Cavemen used the limbic system of the brain which is the source of irrational thoughts and base emotions.

Modern man has the cerebral cortex. Refer to post 1.


----------



## Ivan AG

heroin said:


> It's not one set of genes but the genes of the fittest individuals in a species. i.e. it's not like Highlander (THERE CAN ONLY BE ONE!). The model is applicable to smaller social groups than just neighbourhoods, even among animals. There isn't just one alpha male for an entire forest or habitat for a species of animal.
> 
> And as I posted in another thread, 40% of the human males throughout history have descendents to the present day, compared to 80% of females. This does signify competition among the males for reproductive opportunities.
> This is not applicable on the individual level, so you shouldn't fear being labelled with one status or the other. But it clearly does apply in some way to humans just as it does to other primates.
> Again, I am not talking about *your* dating life, but whether the model of social hierarchy used for primates applies to an extent in humans. The evidence indicates that it clearly does.


This may have been the model for social relations thousands of years ago as I mentioned in an earlier post, when cavemen practiced polygamy and where under the slavery of the limbic system. It is much more complex now that humans can actually *think* rather than just* react*. Back to my earlier post, I don't think the "alpha" label is applicable for *modern society*. Now for cavemen hunting adventures....

*If* we were to agree that "alphas" in the true sense of the word existed in modern society, I don't think the distinction would be that clear in the first place. Too many complex factors to consider. The only case for their existence I can see is that if you ascribed certain characteristics with the "alpha" label.

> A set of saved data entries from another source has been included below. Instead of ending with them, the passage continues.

//! Prometheus metrics for the rewards engine.
//!
//! Collectors live on the default registry; the embedding service exposes
//! them however it serves its `/metrics` endpoint.

use anyhow::Context;
use prometheus::{Encoder, TextEncoder};

pub mod engine;

/// Render all registered metrics in Prometheus text format.
pub fn render() -> anyhow::Result<String> {
    let encoder = TextEncoder::new();
    let metric_families = prometheus::gather();

    let mut buffer = Vec::new();
    encoder
        .encode(&metric_families, &mut buffer)
        .context("encode prometheus metrics")?;
    String::from_utf8(buffer).context("metrics text is not valid utf-8")
}
//! Ledger and referral integration tests: balance/entry-stream consistency,
//! withdrawal guards, and the one-time two-sided referral bonus.

mod common;

use common::{engine, seed_policy, seed_user};
use rewards_engine::models::{LedgerEntryKind, PayoutMethod};
use rewards_engine::EngineError;
use uuid::Uuid;

#[tokio::test]
async fn balance_is_always_the_sum_of_entries() {
    let eng = engine();
    let user = seed_user(&eng);
    let content = seed_policy(&eng, 100, 600);

    let session = eng.manager.start(user, content).await.unwrap().session_id;
    eng.manager.update(session, user, 300, 1).await.unwrap();
    eng.ledger
        .credit(user, 2000, LedgerEntryKind::Earning, None)
        .unwrap();
    eng.ledger
        .withdraw(
            user,
            1000,
            &PayoutMethod::Paypal {
                email: "user@example.com".into(),
            },
        )
        .unwrap();

    let balance = eng.ledger.balance(user).unwrap();
    assert_eq!(balance, 50 + 2000 - 1000);
    assert_eq!(eng.ledger.audited_balance(user).unwrap(), balance);
}

#[tokio::test]
async fn withdrawal_over_balance_is_rejected() {
    let eng = engine();
    let user = seed_user(&eng);
    eng.ledger
        .credit(user, 1200, LedgerEntryKind::Earning, None)
        .unwrap();

    let err = eng
        .ledger
        .withdraw(
            user,
            1500,
            &PayoutMethod::BankTransfer {
                account: "DE02100100100006820101".into(),
            },
        )
        .unwrap_err();
    assert!(matches!(
        err,
        EngineError::InsufficientBalance {
            balance: 1200,
            requested: 1500
        }
    ));
    assert_eq!(eng.ledger.balance(user).unwrap(), 1200);
}

#[tokio::test]
async fn withdrawal_below_minimum_is_rejected() {
    let eng = engine();
    let user = seed_user(&eng);
    eng.ledger
        .credit(user, 5000, LedgerEntryKind::Earning, None)
        .unwrap();

    let err = eng
        .ledger
        .withdraw(
            user,
            999,
            &PayoutMethod::MobileMoney {
                msisdn: "+254700000001".into(),
            },
        )
        .unwrap_err();
    assert!(matches!(err, EngineError::InvalidAmount(_)));
    assert_eq!(eng.ledger.balance(user).unwrap(), 5000);
}

#[tokio::test]
async fn malformed_payout_method_never_reaches_the_ledger() {
    let eng = engine();
    let user = seed_user(&eng);
    eng.ledger
        .credit(user, 5000, LedgerEntryKind::Earning, None)
        .unwrap();

    let err = eng
        .ledger
        .withdraw(
            user,
            2000,
            &PayoutMethod::Paypal {
                email: "not-an-email".into(),
            },
        )
        .unwrap_err();
    assert!(matches!(err, EngineError::InvalidPayoutMethod(_)));
    assert_eq!(eng.ledger.entries_page(user, 0, 10).unwrap().len(), 1);
}

#[tokio::test]
async fn accepted_withdrawal_appends_a_negative_entry() {
    let eng = engine();
    let user = seed_user(&eng);
    eng.ledger
        .credit(user, 5000, LedgerEntryKind::Earning, None)
        .unwrap();

    let entry = eng
        .ledger
        .withdraw(
            user,
            1500,
            &PayoutMethod::Paypal {
                email: "user@example.com".into(),
            },
        )
        .unwrap();
    assert_eq!(entry.kind, LedgerEntryKind::Withdrawal);
    assert_eq!(entry.amount, -1500);
    assert_eq!(eng.ledger.balance(user).unwrap(), 3500);
}

#[tokio::test]
async fn credits_reject_negative_amounts() {
    let eng = engine();
    let user = seed_user(&eng);

    let err = eng
        .ledger
        .credit(user, -5, LedgerEntryKind::LevelBonus, None)
        .unwrap_err();
    assert!(matches!(err, EngineError::InvalidAmount(_)));
}

#[tokio::test]
async fn entries_are_paginated_newest_first() {
    let eng = engine();
    let user = seed_user(&eng);
    for amount in 1..=5 {
        eng.ledger
            .credit(user, amount, LedgerEntryKind::Earning, None)
            .unwrap();
    }

    let first_page = eng.ledger.entries_page(user, 0, 2).unwrap();
    let second_page = eng.ledger.entries_page(user, 1, 2).unwrap();
    assert_eq!(
        first_page.iter().map(|e| e.amount).collect::<Vec<_>>(),
        vec![5, 4]
    );
    assert_eq!(
        second_page.iter().map(|e| e.amount).collect::<Vec<_>>(),
        vec![3, 2]
    );
}

#[tokio::test]
async fn referral_credits_both_sides_once() {
    let eng = engine();
    let referrer = seed_user(&eng);
    let newcomer = seed_user(&eng);
    let code = eng.accounts.get(referrer).unwrap().referral_code;

    let outcome = eng.referral.register(newcomer, &code).unwrap();
    assert_eq!(outcome.referrer_id, referrer);
    assert_eq!(outcome.bonus_each, 50);

    assert_eq!(eng.ledger.balance(newcomer).unwrap(), 50);
    assert_eq!(eng.ledger.balance(referrer).unwrap(), 50);

    let referrer_account = eng.accounts.get(referrer).unwrap();
    assert_eq!(referrer_account.referral_earnings, 50);
    let newcomer_account = eng.accounts.get(newcomer).unwrap();
    assert_eq!(newcomer_account.referred_by, Some(referrer));

    // A second registration attempt must not double-pay either side.
    let err = eng.referral.register(newcomer, &code).unwrap_err();
    assert!(matches!(err, EngineError::AlreadyReferred(_)));
    assert_eq!(eng.ledger.balance(newcomer).unwrap(), 50);
    assert_eq!(eng.ledger.balance(referrer).unwrap(), 50);
}

#[tokio::test]
async fn unknown_referral_code_degrades_gracefully() {
    let eng = engine();
    let newcomer = seed_user(&eng);

    let err = eng.referral.register(newcomer, "NOSUCH").unwrap_err();
    assert!(matches!(err, EngineError::UnknownReferralCode(_)));

    // The account itself is untouched: registration proceeds without bonus.
    let account = eng.accounts.get(newcomer).unwrap();
    assert_eq!(account.balance, 0);
    assert_eq!(account.referred_by, None);
    assert!(eng.ledger.entries_page(newcomer, 0, 10).unwrap().is_empty());
}

#[tokio::test]
async fn own_referral_code_is_not_redeemable() {
    let eng = engine();
    let user = seed_user(&eng);
    let code = eng.accounts.get(user).unwrap().referral_code;

    let err = eng.referral.register(user, &code).unwrap_err();
    assert!(matches!(err, EngineError::UnknownReferralCode(_)));
    assert_eq!(eng.ledger.balance(user).unwrap(), 0);
}

#[tokio::test]
async fn unknown_user_operations_are_not_found() {
    let eng = engine();
    let ghost = Uuid::new_v4();

    assert!(matches!(
        eng.ledger.balance(ghost).unwrap_err(),
        EngineError::NotFound(_)
    ));
    assert!(matches!(
        eng.ledger
            .credit(ghost, 10, LedgerEntryKind::Earning, None)
            .unwrap_err(),
        EngineError::NotFound(_)
    ));
}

You know, confidence, leadership (boss of a company), etc.

Now, about those stats.

Competition or just the fact that life "back in the day" was brutal? I'm not sure where the author of the study is getting these exact statistics from nor am I sure why he's simply stating it as though he has a time machine and has observed cavemen in social interactions. It seems to suit your theory nicely, but I'm not convinced by stats that reference life thousands of years ago with such certainty.


----------



## heroin

Ivan AG said:


> Cavemen used the limbic system of the brain which is the source of irrational thoughts and base emotions.


The theory about the limbic system controlling base emotion and behaviour is disputed.



Ivan AG said:


> You're looking at this from a purely biological level. Yes we may be primates, but the grey matter in people's heads are the deciding factor.


I didn't say the biology solely decides the behaviour, I just said it influences it *to a degree.*



Ivan AG said:


> People, unlike any chimpanzees, gorillas, bonobos, flying spaghetti monsters, etc. have the capacity to override these primitive instincts.


That is an unsupported assumption. Lots of primitive instincts can't be overridden or are extremely difficult to override. One glaring example is the instinct to reproduce. See all the complaining about finding boyfriends/girlfriends on this forum.


----------



## Ivan AG

heroin said:


> This is not applicable on the individual level, so you shouldn't fear being labelled with one status or the other. But it clearly does apply in some way to humans just as it does to other primates.
> 
> Again, I am not talking about *your* dating life, but whether the model of social hierarchy used for primates applies to an extent in humans. The evidence indicates that it clearly does.
> 
> I don't know about others, but that's not true of me. I am not making excuses for my failed dating life. I am just pointing out that the social model you dismiss as "PUA crap" is clearly applicable to some degree to humans. I am posting this more in the interest of understanding human society and reproduction than to make excuses for my dating life.
> 
> In short, yes it is applicable, but you shouldn't automatically label yourself one or the other. That status is not the only determining factor for reproductive opporunity in human society.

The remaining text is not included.